Cake manufacturer Finsbury Food Group has reported a 4% slump in UK bakery revenue in the face of retail price deflation and rising costs.
In a trading update for the first four months of its financial year, Finsbury said input costs priced in dollars or euros had increased “substantially” as a result of sterling’s weakness following the Brexit referendum.
Reporting total group sales revenues of £101.5m in the period, the business said there was an “established trend of UK retail food market deflation”.
The company – which makes licensed and own-label cakes and breads – said it had responded to this by modifying promotional activity and reviewing opportunities for reformulation changes to minimise passed-on costs.
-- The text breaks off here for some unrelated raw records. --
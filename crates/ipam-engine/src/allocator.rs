//! Address allocation within a single subnet
//!
//! Pure functions over a network and the set of addresses already reserved
//! in it. The scan walks the usable host range in ascending numeric order
//! and jumps over reserved addresses and excluded ranges, so its cost
//! depends on the number of reservations rather than the size of the
//! range. A /64 is as cheap to scan as a /30.

use ipam_cidr::{ip_to_bits, Network};
use ipam_core::{IpamError, Result};
use std::collections::BTreeSet;
use std::net::IpAddr;

/// First usable address of `network` not present in `reserved`
///
/// # Examples
///
/// ```
/// use ipam_cidr::Network;
/// use ipam_engine::allocator::next_available;
/// use std::collections::BTreeSet;
///
/// let net = Network::parse("10.0.0.0/24").unwrap();
/// let reserved: BTreeSet<_> = ["10.0.0.1".parse().unwrap()].into();
/// assert_eq!(next_available(&net, &reserved).unwrap().to_string(), "10.0.0.2");
/// ```
pub fn next_available(network: &Network, reserved: &BTreeSet<IpAddr>) -> Result<IpAddr> {
    next_available_excluding(network, reserved, &[])
}

/// Like [`next_available`], skipping every address inside `excluded`
///
/// Used to leave the ranges of nested subnets to those subnets. Excluded
/// networks of another family or outside `network` have no effect.
pub fn next_available_excluding(
    network: &Network,
    reserved: &BTreeSet<IpAddr>,
    excluded: &[Network],
) -> Result<IpAddr> {
    let (first, last) = network.usable_bounds();
    let exhausted = || IpamError::SubnetExhausted(*network);

    let taken: BTreeSet<u128> = reserved
        .iter()
        .filter(|ip| network.contains(**ip))
        .map(|ip| ip_to_bits(*ip))
        .collect();

    let mut ranges: Vec<(u128, u128)> = excluded
        .iter()
        .filter(|net| network.overlaps(net))
        .map(Network::bounds)
        .collect();
    ranges.sort_unstable();

    let mut cursor = first;
    loop {
        if cursor > last {
            return Err(exhausted());
        }

        if let Some(&(_, end)) = ranges
            .iter()
            .find(|(start, end)| *start <= cursor && cursor <= *end)
        {
            cursor = end.checked_add(1).ok_or_else(exhausted)?;
            continue;
        }

        if taken.contains(&cursor) {
            cursor = cursor.checked_add(1).ok_or_else(exhausted)?;
            continue;
        }

        return Ok(network.family().addr(cursor));
    }
}

/// Check that `address` may be reserved in `network` at all
///
/// Family and usable-range membership are checked; the network and
/// broadcast addresses of IPv4 prefixes shorter than /31 are refused.
pub fn check_range(network: &Network, address: IpAddr) -> Result<()> {
    if network.is_usable(address) {
        Ok(())
    } else {
        Err(IpamError::AddressOutOfRange {
            address,
            subnet: *network,
        })
    }
}

/// Validate an explicit reservation and record it in `reserved`
///
/// Range is checked before uniqueness, so an out-of-range address is
/// reported as such even when it also appears in `reserved`.
pub fn reserve(network: &Network, address: IpAddr, reserved: &mut BTreeSet<IpAddr>) -> Result<()> {
    check_range(network, address)?;
    if !reserved.insert(address) {
        return Err(IpamError::AddressAlreadyReserved {
            address,
            subnet: *network,
        });
    }
    Ok(())
}

#[cfg(test)]
mod tests {
    use super::*;

    fn net(s: &str) -> Network {
        Network::parse(s).unwrap()
    }

    fn ip(s: &str) -> IpAddr {
        s.parse().unwrap()
    }

    fn set(addrs: &[&str]) -> BTreeSet<IpAddr> {
        addrs.iter().map(|a| ip(a)).collect()
    }

    #[test]
    fn test_first_free_skips_network_address() {
        let n = net("10.0.0.0/24");
        assert_eq!(next_available(&n, &BTreeSet::new()).unwrap(), ip("10.0.0.1"));
        assert_eq!(next_available(&n, &set(&["10.0.0.1"])).unwrap(), ip("10.0.0.2"));
    }

    #[test]
    fn test_fills_gaps_first() {
        let n = net("10.0.0.0/24");
        let reserved = set(&["10.0.0.1", "10.0.0.2", "10.0.0.4"]);
        assert_eq!(next_available(&n, &reserved).unwrap(), ip("10.0.0.3"));
    }

    #[test]
    fn test_point_to_point_uses_both_addresses() {
        let n = net("10.0.0.0/31");
        assert_eq!(next_available(&n, &BTreeSet::new()).unwrap(), ip("10.0.0.0"));
        assert_eq!(next_available(&n, &set(&["10.0.0.0"])).unwrap(), ip("10.0.0.1"));
        assert!(matches!(
            next_available(&n, &set(&["10.0.0.0", "10.0.0.1"])),
            Err(IpamError::SubnetExhausted(_))
        ));
    }

    #[test]
    fn test_host_route() {
        let n = net("192.0.2.7/32");
        assert_eq!(next_available(&n, &BTreeSet::new()).unwrap(), ip("192.0.2.7"));
        assert!(next_available(&n, &set(&["192.0.2.7"])).is_err());
    }

    #[test]
    fn test_ipv6_starts_at_network_address() {
        let n = net("2001:db8::/64");
        assert_eq!(next_available(&n, &BTreeSet::new()).unwrap(), ip("2001:db8::"));
        assert_eq!(next_available(&n, &set(&["2001:db8::"])).unwrap(), ip("2001:db8::1"));
    }

    #[test]
    fn test_whole_ipv6_space() {
        let n = net("::/0");
        let reserved = set(&["::", "::1"]);
        assert_eq!(next_available(&n, &reserved).unwrap(), ip("::2"));
    }

    #[test]
    fn test_top_of_ipv6_space_exhausts_without_overflow() {
        let n = net("ffff:ffff:ffff:ffff:ffff:ffff:ffff:fffe/127");
        let reserved = set(&[
            "ffff:ffff:ffff:ffff:ffff:ffff:ffff:fffe",
            "ffff:ffff:ffff:ffff:ffff:ffff:ffff:ffff",
        ]);
        assert!(matches!(
            next_available(&n, &reserved),
            Err(IpamError::SubnetExhausted(_))
        ));
    }

    #[test]
    fn test_excluded_ranges_are_jumped() {
        let n = net("10.0.0.0/24");
        let excluded = [net("10.0.0.0/25")];
        assert_eq!(
            next_available_excluding(&n, &BTreeSet::new(), &excluded).unwrap(),
            ip("10.0.0.128")
        );

        let excluded = [net("10.0.0.0/26"), net("10.0.0.64/26")];
        let reserved = set(&["10.0.0.128"]);
        assert_eq!(
            next_available_excluding(&n, &reserved, &excluded).unwrap(),
            ip("10.0.0.129")
        );
    }

    #[test]
    fn test_excluded_ipv6_halves() {
        let n = net("2001:db8::/32");
        let excluded = [net("2001:db8::/33")];
        assert_eq!(
            next_available_excluding(&n, &BTreeSet::new(), &excluded).unwrap(),
            ip("2001:db8:8000::")
        );
    }

    #[test]
    fn test_foreign_reservations_are_ignored() {
        let n = net("10.0.0.0/30");
        let reserved = set(&["10.0.1.1", "2001:db8::1"]);
        assert_eq!(next_available(&n, &reserved).unwrap(), ip("10.0.0.1"));
    }

    #[test]
    fn test_reserve_checks_range_before_uniqueness() {
        let n = net("10.0.0.0/24");
        let mut reserved = set(&["10.0.0.0"]);
        assert!(matches!(
            reserve(&n, ip("10.0.0.0"), &mut reserved),
            Err(IpamError::AddressOutOfRange { .. })
        ));
        assert!(matches!(
            reserve(&n, ip("10.0.0.255"), &mut reserved),
            Err(IpamError::AddressOutOfRange { .. })
        ));
        assert!(matches!(
            reserve(&n, ip("2001:db8::1"), &mut reserved),
            Err(IpamError::AddressOutOfRange { .. })
        ));

        reserve(&n, ip("10.0.0.10"), &mut reserved).unwrap();
        assert!(matches!(
            reserve(&n, ip("10.0.0.10"), &mut reserved),
            Err(IpamError::AddressAlreadyReserved { .. })
        ));
    }

    #[test]
    fn test_allocate_until_exhausted() {
        for cidr in ["10.0.0.0/29", "10.0.0.0/30", "10.0.0.0/31", "10.0.0.0/32", "2001:db8::/125"] {
            let n = net(cidr);
            let usable = n.usable_count().as_u128().unwrap();
            let mut reserved = BTreeSet::new();

            for _ in 0..usable {
                let next = next_available(&n, &reserved).unwrap();
                assert!(n.is_usable(next));
                assert!(!reserved.contains(&next));
                reserve(&n, next, &mut reserved).unwrap();
            }

            assert_eq!(reserved.len() as u128, usable);
            assert!(matches!(
                next_available(&n, &reserved),
                Err(IpamError::SubnetExhausted(_))
            ));
        }
    }
}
Finsbury added that consumer confidence had remained stronger than anticipated.
In contrast to the UK performance, sales in the Overseas division – the group’s 50%-owned European business – grew 36.5%
Finsbury said the Overseas business was “continuing to demonstrate the strengths of our strategic diversification”.
In its trading statement, the business added it was benefiting from strong cash flow that enabled it to invest in product innovation and increase efficiency and productivity throughout the group.
“The directors see this as a fundamental part of our long-term competitiveness, as well as enabling the group to continue to deal with known headwinds such as sterling-induced commodity inflation and the planned national living wage increases.”
“Our larger, more diversified speciality bakery group is a strong multi-channel business, which the board believes is well equipped to deliver growth and improved shareholder value over the coming years.”
In its full-year results announced in September, Finsbury reported 3% year-on-year growth in its UK bakery division, with sales from the Overseas division up 25%.